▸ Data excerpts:

//! Per-building narrow phase for sphere and line queries.
//!
//! Everything runs in the building's unrotated local frame: query points are
//! de-rotated about the rotation center, tested against the parts, and any
//! corrected position is rotated back.

use engine_core::{point_in_polygon_2d, regular_polygon_points, Aabb, Vec2, Vec3};
use procgen::{Building, ShapeKind};

use crate::intersect::{
    line_clip_aabb, line_clip_convex_prism, line_clip_elliptic_cylinder, pt_segment_dist_xy,
    sphere_cube_push_out, sphere_intersects_cube,
};

/// Relative distance below a part top within which a hit counts as a roof hit.
const ROOF_HIT_TOLERANCE: f32 = 1e-4;

/// Which surface a line hit.
#[derive(Debug, Clone, Copy, PartialEq, Eq)]
pub enum HitKind {
    Side,
    Roof,
}

/// Sphere and line tests against one building.
pub trait BuildingCollision {
    /// Test a sphere moving from `p_last` to `*pos`. On contact, `pos` is
    /// corrected and `true` returned. With `xy_only`, heights are ignored and
    /// only parts standing on the building base are considered.
    fn sphere_coll(&self, pos: &mut Vec3, p_last: Vec3, radius: f32, xy_only: bool) -> bool;

    /// First hit along `p1 -> p2` as `(t, kind)`.
    fn line_coll(&self, p1: Vec3, p2: Vec3) -> Option<(f32, HitKind)>;
}

impl BuildingCollision for Building {
    fn sphere_coll(&self, pos: &mut Vec3, p_last: Vec3, radius: f32, xy_only: bool) -> bool {
        if !self.is_valid() || !sphere_meets_box(*pos, radius, &self.bcube, xy_only) {
            return false;
        }
        let mut p = self.to_local(*pos);
        let p_last = self.to_local(p_last);
        let shape = self.shape_kind();
        let mut coll = false;

        for part in self.footprint_parts() {
            if xy_only && part.min.z > self.bcube.min.z {
                continue;
            }
            if !xy_only && (p.z + radius < part.min.z || p.z - radius > part.max.z) {
                continue;
            }
            match shape {
                ShapeKind::Cylinder { .. } => {
                    let size = part.size();
                    let center = part.center().truncate();
                    let r_sum = radius + 0.5 * size.x.max(size.y);
                    let d = p.truncate() - center;
                    let dist = d.length();
                    if dist < r_sum {
                        let dir = if dist > 0.0 {
                            d / dist
                        } else {
                            (p_last.truncate() - center).try_normalize().unwrap_or(Vec2::X)
                        };
                        let out = center + dir * r_sum;
                        p.x = out.x;
                        p.y = out.y;
                        coll = true;
                    }
                }
                ShapeKind::Polygon { sides } => {
                    let pts = regular_polygon_points(part, sides, radius);
                    if point_in_polygon_2d(p.truncate(), &pts) {
                        p = p_last;
                        coll = true;
                    }
                }
                ShapeKind::Cube => {
                    let test = if xy_only { unbounded_z(part) } else { *part };
                    if let Some(out) = sphere_cube_push_out(p, p_last, radius, &test) {
                        p = out;
                        coll = true;
                    }
                }
            }
        }
        if coll {
            *pos = self.to_world(p);
        }
        coll
    }

    fn line_coll(&self, p1: Vec3, p2: Vec3) -> Option<(f32, HitKind)> {
        if !self.is_valid() {
            return None;
        }
        line_clip_aabb(p1, p2, &self.bcube)?;
        let (a, b) = (self.to_local(p1), self.to_local(p2));
        let vertical = p1.x == p2.x && p1.y == p2.y;
        let (zmin, zmax) = (a.z.min(b.z), a.z.max(b.z));
        let shape = self.shape_kind();
        let mut best: Option<(f32, HitKind)> = None;

        for part in self.footprint_parts() {
            if zmin > part.max.z || zmax < part.min.z {
                continue;
            }
            let t = match shape {
                ShapeKind::Cylinder { .. } => {
                    let size = part.size();
                    let bound_r = 0.5 * size.x.max(size.y);
                    let center = part.center().truncate();
                    if !vertical && pt_segment_dist_xy(center, a.truncate(), b.truncate()) > bound_r {
                        continue;
                    }
                    line_clip_elliptic_cylinder(a, b, part)
                }
                ShapeKind::Polygon { sides } => {
                    let pts = regular_polygon_points(part, sides, 0.0);
                    line_clip_convex_prism(a, b, &pts, part.min.z, part.max.z)
                }
                ShapeKind::Cube => line_clip_aabb(a, b, part),
            };
            let Some((t, _)) = t else {
                continue;
            };
            if best.map_or(false, |(bt, _)| bt <= t) {
                continue;
            }
            let z = a.z + (b.z - a.z) * t;
            let kind = if (z - part.max.z).abs() < ROOF_HIT_TOLERANCE * part.dz() {
                HitKind::Roof
            } else {
                HitKind::Side
            };
            best = Some((t, kind));
        }
        best
    }
}

fn sphere_meets_box(center: Vec3, radius: f32, bc: &Aabb, xy_only: bool) -> bool {
    let bc = if xy_only { unbounded_z(bc) } else { *bc };
    sphere_intersects_cube(center, radius, &bc)
}

/// `bc` with its Z range opened up so only XY matters.
fn unbounded_z(bc: &Aabb) -> Aabb {
    let mut bc = *bc;
    bc.min.z = -f32::MAX;
    bc.max.z = f32::MAX;
    bc
}

#[cfg(test)]
mod tests {
    use super::*;
    use engine_core::XyRotation;

    fn building(sides: u32, bc: Aabb) -> Building {
        let mut b = Building::from_bcube(0, bc);
        b.num_sides = sides;
        b
    }

    fn tower() -> Aabb {
        Aabb::from_ranges(-5.0, 5.0, -5.0, 5.0, 0.0, 10.0)
    }

    #[test]
    fn resting_sphere_away_from_building_is_untouched() {
        let b = building(4, tower());
        let p = Vec3::new(20.0, 0.0, 5.0);
        let mut pos = p;
        assert!(!b.sphere_coll(&mut pos, p, 1.0, false));
        assert_eq!(pos, p);
    }

    #[test]
    fn cylinder_pushes_out_radially() {
        let b = building(36, tower());
        let mut pos = Vec3::new(5.5, 0.0, 5.0);
        assert!(b.sphere_coll(&mut pos, Vec3::new(8.0, 0.0, 5.0), 1.0, false));
        assert!((pos - Vec3::new(6.0, 0.0, 5.0)).length() < 1e-5);
        // the empty corner of the bounding box is free space
        let p = Vec3::new(4.9, 4.9, 5.0);
        let mut pos = p;
        assert!(!b.sphere_coll(&mut pos, p, 0.0, false));
    }

    #[test]
    fn polygon_snaps_back_to_previous_position() {
        let b = building(6, tower());
        let last = Vec3::new(10.0, 0.0, 5.0);
        let mut pos = Vec3::new(1.0, 0.0, 5.0);
        assert!(b.sphere_coll(&mut pos, last, 0.5, false));
        assert_eq!(pos, last);
    }

    #[test]
    fn xy_only_ignores_height() {
        let b = building(4, tower());
        let p = Vec3::new(0.0, 0.0, 50.0);
        let mut pos = p;
        assert!(!b.sphere_coll(&mut pos, p, 1.0, false));
        assert!(b.sphere_coll(&mut pos, p, 1.0, true));
        assert_eq!(pos.z, 50.0);
    }

    #[test]
    fn xy_only_skips_raised_parts() {
        let mut b = building(4, tower());
        // second level sits above the base and overhangs nothing at ground level
        b.parts = vec![
            Aabb::from_ranges(-5.0, 0.0, -5.0, 5.0, 0.0, 5.0),
            Aabb::from_ranges(0.0, 5.0, -5.0, 5.0, 5.0, 10.0),
        ];
        let p = Vec3::new(3.0, 0.0, 7.0);
        let mut pos = p;
        assert!(!b.sphere_coll(&mut pos, p, 0.1, true));
        assert!(b.sphere_coll(&mut pos, p, 0.1, false));
    }

    #[test]
    fn rotated_building_corrects_in_world_space() {
        let base = tower();
        let mut b = building(4, base);
        b.rotation = XyRotation::from_angle(std::f32::consts::FRAC_PI_4);
        let r = 5.0 * std::f32::consts::SQRT_2;
        b.bcube = Aabb::from_ranges(-r, r, -r, r, 0.0, 10.0);
        // inside the diamond
        let p = Vec3::new(0.0, 6.5, 5.0);
        let mut pos = p;
        assert!(b.sphere_coll(&mut pos, Vec3::new(0.0, 9.0, 5.0), 0.0, false));
        assert!(pos.y > 6.5);
        // in the bounding box corner, outside the diamond
        let p = Vec3::new(5.0, 5.0, 5.0);
        let mut pos = p;
        assert!(!b.sphere_coll(&mut pos, p, 0.0, false));
    }

    #[test]
    fn vertical_line_hits_roof() {
        let b = building(4, Aabb::from_ranges(0.0, 10.0, 0.0, 10.0, 0.0, 20.0));
        let (t, kind) = b
            .line_coll(Vec3::new(5.0, 5.0, 100.0), Vec3::new(5.0, 5.0, -100.0))
            .unwrap();
        assert_eq!(kind, HitKind::Roof);
        assert!((t - 0.4).abs() < 1e-6);
    }

    #[test]
    fn horizontal_line_hits_side() {
        for sides in [4, 6, 36] {
            let b = building(sides, tower());
            let (t, kind) = b
                .line_coll(Vec3::new(-20.0, 0.0, 5.0), Vec3::new(20.0, 0.0, 5.0))
                .unwrap();
            assert_eq!(kind, HitKind::Side, "{sides} sides");
            assert!(t > 0.3 && t < 0.4, "{sides} sides: t = {t}");
        }
    }

    #[test]
    fn line_misses_invalid_building() {
        let mut b = building(4, tower());
        b.invalidate();
        assert!(b
            .line_coll(Vec3::new(0.0, 0.0, 100.0), Vec3::new(0.0, 0.0, -100.0))
            .is_none());
    }
}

▸ Task brief:
Up to and including the line with "if xy_only &&", print every line of the records from the start.

▸ Response to the task:
//! Per-building narrow phase for sphere and line queries.
//!
//! Everything runs in the building's unrotated local frame: query points are
//! de-rotated about the rotation center, tested against the parts, and any
//! corrected position is rotated back.

use engine_core::{point_in_polygon_2d, regular_polygon_points, Aabb, Vec2, Vec3};
use procgen::{Building, ShapeKind};

use crate::intersect::{
    line_clip_aabb, line_clip_convex_prism, line_clip_elliptic_cylinder, pt_segment_dist_xy,
    sphere_cube_push_out, sphere_intersects_cube,
};

/// Relative distance below a part top within which a hit counts as a roof hit.
const ROOF_HIT_TOLERANCE: f32 = 1e-4;

/// Which surface a line hit.
#[derive(Debug, Clone, Copy, PartialEq, Eq)]
pub enum HitKind {
    Side,
    Roof,
}

/// Sphere and line tests against one building.
pub trait BuildingCollision {
    /// Test a sphere moving from `p_last` to `*pos`. On contact, `pos` is
    /// corrected and `true` returned. With `xy_only`, heights are ignored and
    /// only parts standing on the building base are considered.
    fn sphere_coll(&self, pos: &mut Vec3, p_last: Vec3, radius: f32, xy_only: bool) -> bool;

    /// First hit along `p1 -> p2` as `(t, kind)`.
    fn line_coll(&self, p1: Vec3, p2: Vec3) -> Option<(f32, HitKind)>;
}

impl BuildingCollision for Building {
    fn sphere_coll(&self, pos: &mut Vec3, p_last: Vec3, radius: f32, xy_only: bool) -> bool {
        if !self.is_valid() || !sphere_meets_box(*pos, radius, &self.bcube, xy_only) {
            return false;
        }
        let mut p = self.to_local(*pos);
        let p_last = self.to_local(p_last);
        let shape = self.shape_kind();
        let mut coll = false;

        for part in self.footprint_parts() {
            if xy_only && part.min.z > self.bcube.min.z {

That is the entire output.